The method by which the Bushmen draw is described in the following extract from a letter written to me by Dr. Mann, the well-know authority on South African matters of science. The boy to whom he refers belonged to a wild tribe living in caves in the Drakenberg, who plundered outlying farms, and were pursued by the neighboring colonists. He was wounded and captured, then sent to hospital, and subsequently taken into service. He was under Dr. Mann's observation in the year 1860, and has recently died, to the great regret of his employer, Mr. Proudfoot, to whom he became a valuable servant.

Dr. Mann writes as follows: "This lad was very skillful in the proverbial Bushman art of drawing animal figures, and upon several occasions I induced him to show me how this was managed among his people. He invariably began by jotting down, upon paper or on a slate, a number of isolated dots which presented no connection or trace of outline of any kind to the uninitiated eye, but looked like the stars scattered promiscuously in the sky. Having with much deliberation satisfied himself of the sufficiency of these dots, he forthwith began to run a free bold line from one to the other, and as he did so the form of an animal—horse, buffalo, elephant, or some kind of antelope—gradually developed itself. This was invariably done with a free hand, and with such unerring accuracy of touch that no correction of a line was at any time attempted. I understood from this lad that this was the plan which was invariably pursued by his kindred in making their clever pictures." It is impossible, I think, for a drawing to be made on this method unless the artist had a clear image in his mind's eye of what he was about to draw.

Other living races have the gift of drawing, but none more so than the Esquimau. I will therefore speak of these, and not of the Australian and Tasmanian pictures, nor of the still ruder performances of the old inhabitants of Guiana, nor of those of some North American tribes, as the Iroquois. The Esquimaux are geographers by instinct, and appear to see vast tracts of country mapped out in their heads. From the multitude of illustrations of their map-drawing powers, I will select one from those included in the journals of Captain Hall, at p, 224, which were published last year by the United States Government under the editorship of Professor J. E. Nourse. It is the f ac-simile of a chart drawn by an Esquimau who was a thorough barbarian in the accepted sense of the word. That is to say, he spoke no language besides his own uncouth tongue, he was wholly uneducated according to our modern ideas, and he lived in what we should call a savage fashion. This man drew from memory a chart of the region over which he had at one time or another gone in his canoe. It extended from Pond's Bay, in lat. 73°, to Fort Churchill, in lat. 58° 44', over a distance in a straight line of more than 960 nautical, or 1,100 English, miles, the coast being so indented by arms of the sea that its length is six times as great. On comparing this rough Esquimau outline with the Admiralty chart of 1870, their accordance is remarkable. I have seen many route maps made by travelers in past years, when the scientific exploration of the world was much less advanced than it is now, and I can confidently say that I have never known of any traveler, white, brown, or black, civilized or uncivilized, in Africa, Asia, or Australia, who, being unprovided with surveying instruments, and trusting to his memory alone, has produced a chart comparable in extent and accuracy to that of this barbarous Esquimau. Their powers of accurate drawing are abundantly testified by the numerous illustrations in Rink's work, all of which were made by self-taught men, and are thoroughly realistic.

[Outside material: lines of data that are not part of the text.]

//! What the plugin registers with its host: one command and one ribbon action.

use std::fmt;

#[derive(Debug, Clone, Copy, PartialEq, Eq)]
pub enum Modifier {
    /// Cmd on macOS, Ctrl elsewhere.
    Mod,
    Alt,
}

impl fmt::Display for Modifier {
    fn fmt(&self, f: &mut fmt::Formatter<'_>) -> fmt::Result {
        let name = match self {
            Modifier::Mod => "Mod",
            Modifier::Alt => "Alt",
        };
        f.write_str(name)
    }
}

#[derive(Debug, Clone, Copy, PartialEq, Eq)]
pub struct Hotkey {
    pub modifiers: &'static [Modifier],
    pub key: char,
}

impl fmt::Display for Hotkey {
    fn fmt(&self, f: &mut fmt::Formatter<'_>) -> fmt::Result {
        for modifier in self.modifiers {
            write!(f, "{modifier}+")?;
        }
        write!(f, "{}", self.key.to_ascii_uppercase())
    }
}

#[derive(Debug, Clone, Copy, PartialEq, Eq)]
pub struct CommandSpec {
    pub id: &'static str,
    pub name: &'static str,
    pub hotkeys: &'static [Hotkey],
}

#[derive(Debug, Clone, Copy, PartialEq, Eq)]
pub struct RibbonAction {
    pub icon: &'static str,
    pub title: &'static str,
}

/// Formats the active note.
pub const RUN_COMMAND: CommandSpec = CommandSpec {
    id: "vaultfmt-run",
    name: "Run",
    hotkeys: &[Hotkey {
        modifiers: &[Modifier::Mod, Modifier::Alt],
        key: 'l',
    }],
};

/// Formats every note in the vault.
pub const RUN_ALL_ACTION: RibbonAction = RibbonAction {
    icon: "dice",
    title: "Run vaultfmt on all notes",
};

pub const COMMANDS: &[CommandSpec] = &[RUN_COMMAND];

pub const RIBBON_ACTIONS: &[RibbonAction] = &[RUN_ALL_ACTION];
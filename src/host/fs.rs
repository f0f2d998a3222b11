//! Filesystem host: a vault is a directory tree of Markdown notes.

use std::io;
use std::path::{Path, PathBuf};

use ignore::WalkBuilder;
use serde_json::Value;

use super::{DataStore, StoreError, Vault, VaultError, VaultFile};

/// Directory under the vault root holding plugin data.
pub const PLUGIN_DATA_DIR: &str = ".vaultfmt";
pub const PLUGIN_DATA_FILE: &str = "data.json";

#[derive(Debug, Clone)]
pub struct FsVault {
    root: PathBuf,
    respect_gitignore: bool,
}

impl FsVault {
    pub fn new(root: impl Into<PathBuf>) -> Self {
        Self {
            root: root.into(),
            respect_gitignore: false,
        }
    }

    /// Skip files matched by `.gitignore`/`.ignore` files while listing.
    pub fn respect_gitignore(mut self, respect: bool) -> Self {
        self.respect_gitignore = respect;
        self
    }

    pub fn root(&self) -> &Path {
        &self.root
    }

    fn resolve(&self, file: &VaultFile) -> PathBuf {
        file.path().split('/').fold(self.root.clone(), |path, part| path.join(part))
    }

    fn walk(&self) -> Result<Vec<VaultFile>, VaultError> {
        let mut builder = WalkBuilder::new(&self.root);
        builder
            .hidden(true)
            .git_ignore(self.respect_gitignore)
            .git_global(self.respect_gitignore)
            .git_exclude(self.respect_gitignore)
            .ignore(self.respect_gitignore)
            .parents(self.respect_gitignore)
            .require_git(false);

        let mut files = Vec::new();
        for entry in builder.build() {
            let entry = entry.map_err(|source| VaultError::Walk {
                root: self.root.display().to_string(),
                source,
            })?;
            if !entry.file_type().is_some_and(|t| t.is_file()) {
                continue;
            }
            let Ok(relative) = entry.path().strip_prefix(&self.root) else {
                continue;
            };
            let file = VaultFile::from_relative_path(relative);
            if file.is_markdown() {
                files.push(file);
            }
        }

        files.sort();
        log::debug!("[vaultfmt] Found {} Markdown file(s) under {}", files.len(), self.root.display());
        Ok(files)
    }
}

impl Vault for FsVault {
    async fn markdown_files(&self) -> Result<Vec<VaultFile>, VaultError> {
        self.walk()
    }

    async fn read(&self, file: &VaultFile) -> Result<String, VaultError> {
        let bytes = tokio::fs::read(self.resolve(file)).await.map_err(|source| match source.kind() {
            io::ErrorKind::NotFound => VaultError::NotFound {
                path: file.path().to_string(),
            },
            _ => VaultError::Io {
                path: file.path().to_string(),
                source,
            },
        })?;
        String::from_utf8(bytes).map_err(|_| VaultError::InvalidUtf8 {
            path: file.path().to_string(),
        })
    }

    async fn modify(&self, file: &VaultFile, content: &str) -> Result<(), VaultError> {
        tokio::fs::write(self.resolve(file), content)
            .await
            .map_err(|source| VaultError::Io {
                path: file.path().to_string(),
                source,
            })
    }
}

/// Plugin data persisted as pretty-printed JSON.
#[derive(Debug, Clone)]
pub struct JsonFileStore {
    path: PathBuf,
}

impl JsonFileStore {
    pub fn new(path: impl Into<PathBuf>) -> Self {
        Self { path: path.into() }
    }

    /// `<root>/.vaultfmt/data.json`
    pub fn for_vault(root: &Path) -> Self {
        Self::new(root.join(PLUGIN_DATA_DIR).join(PLUGIN_DATA_FILE))
    }

    pub fn path(&self) -> &Path {
        &self.path
    }

    fn io_error(&self, source: io::Error) -> StoreError {
        StoreError::Io {
            path: self.path.display().to_string(),
            source,
        }
    }
}

impl DataStore for JsonFileStore {
    async fn load_data(&self) -> Result<Option<Value>, StoreError> {
        let text = match tokio::fs::read_to_string(&self.path).await {
            Ok(text) => text,
            Err(e) if e.kind() == io::ErrorKind::NotFound => return Ok(None),
            Err(e) => return Err(self.io_error(e)),
        };
        serde_json::from_str(&text).map(Some).map_err(|source| StoreError::Json {
            path: self.path.display().to_string(),
            source,
        })
    }

    async fn save_data(&self, data: &Value) -> Result<(), StoreError> {
        if let Some(parent) = self.path.parent() {
            tokio::fs::create_dir_all(parent).await.map_err(|e| self.io_error(e))?;
        }
        let mut text = serde_json::to_string_pretty(data).map_err(|source| StoreError::Json {
            path: self.path.display().to_string(),
            source,
        })?;
        text.push('\n');
        tokio::fs::write(&self.path, text).await.map_err(|e| self.io_error(e))?;
        log::debug!("[vaultfmt] Saved plugin data to {}", self.path.display());
        Ok(())
    }
}
//! Handler for the `commands` command.

use colored::*;
use vaultfmt_lib::plugin::{COMMANDS, PLUGIN_ID, RIBBON_ACTIONS};

pub fn handle_commands() {
    println!("{}", "Commands:".bold());
    for command in COMMANDS {
        let hotkeys: Vec<String> = command.hotkeys.iter().map(ToString::to_string).collect();
        println!(
            "  {:<16} {:<8} {}",
            command.id.cyan(),
            command.name,
            hotkeys.join(", ").dimmed()
        );
    }

    println!("{}", "Ribbon actions:".bold());
    for action in RIBBON_ACTIONS {
        println!("  {:<16} {}", action.icon.cyan(), action.title);
    }

    println!();
    println!("Registered by plugin '{PLUGIN_ID}'");
}
//! Format the Markdown notes of a vault through a small plugin surface.
//!
//! The crate models a note-taking host as a handful of collaborator traits
//! ([`host`]) and implements the plugin on top of them ([`plugin`]): a
//! single-document "Run" command, a ribbon action that formats every note,
//! and a settings record holding pass-through options for the Markdown
//! engine ([`formatter`]).

pub mod exit_codes;
pub mod formatter;
pub mod host;
pub mod plugin;
pub mod settings;
pub mod utils;

pub use formatter::{FormatError, FormatOptions, format, merge_options};
pub use plugin::{BatchReport, FormatterPlugin, PluginError, RunOutcome};
pub use settings::{Settings, SettingsCommit};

So much for the wild races of the present day; but even the Esquimaux are equaled in their power of drawing by the men of old times. In ages so far gone by that the interval that separates them from our own may be measured in perhaps hundreds of thousands of years, when Europe was mostly ice-bound, a race, which in the opinion of all anthropologists was closely allied to the modern Esquimaux lived in caves in the more habitable places. Many broken relics of that race have been found; some few of these are of bone, engraved with flints or carved into figures, and among these are representations of the mammoth, elk, and reindeer, which, if made by an English laborer with the much better implements at his command, would certainly attract local attention and lead to his being properly educated, and in much likelihood to his becoming a considerable artist.

It is not at all improbable that these prehistoric men had the same geographical instincts as the modern Esquimaux, whom they closely resemble in every known respect. If so, it is perfectly possible that scraps of charts scratched on bone or stone, of prehistoric Europe, when the distribution of land, sea, and ice was very different from what it is now, may still exist, buried underground, and may reward the zeal of some future cave explorer.

I now return to my principal topic, the mental imagery of the English race, and I will mention some of the chief peculiarities I have noted in it. When the faculty is strong it is apt to run riot. There are a few persons, including men and women of no mean capacity, who can not disentangle even the letters of the alphabet from the oddest associations with colors, formed in some half-forgotten period of childhood. To some of these persons it may be that an a will always convey the sense of blackness, an e that of greenness, an i will be blue, an o white, and a u red. The consonants will also for the most part have their separate tints, so that every word seems parti-colored to their fancy; and a description of scenery in a book produces an effect upon their imagination very different from what the author could have foreseen. The same is true in respect to numerals, days of the week, and months of the year. I have collected perhaps twenty good accounts of these bizarre tendencies from independent sources, and find them to run strongly in families. They are not communicated by teaching or imitation, because those who have these peculiarities are usually disinclined to talk about them, recollecting how they were laughed at on the few occasions when they did so. The fact of their being common to scattered members of the same family has often been discovered for the first time through my inquiries. I should say that I have found no general accordance between particular letters and colors. The relationship between them appears to be in each case a haphazard one; but having been once formed it is durable.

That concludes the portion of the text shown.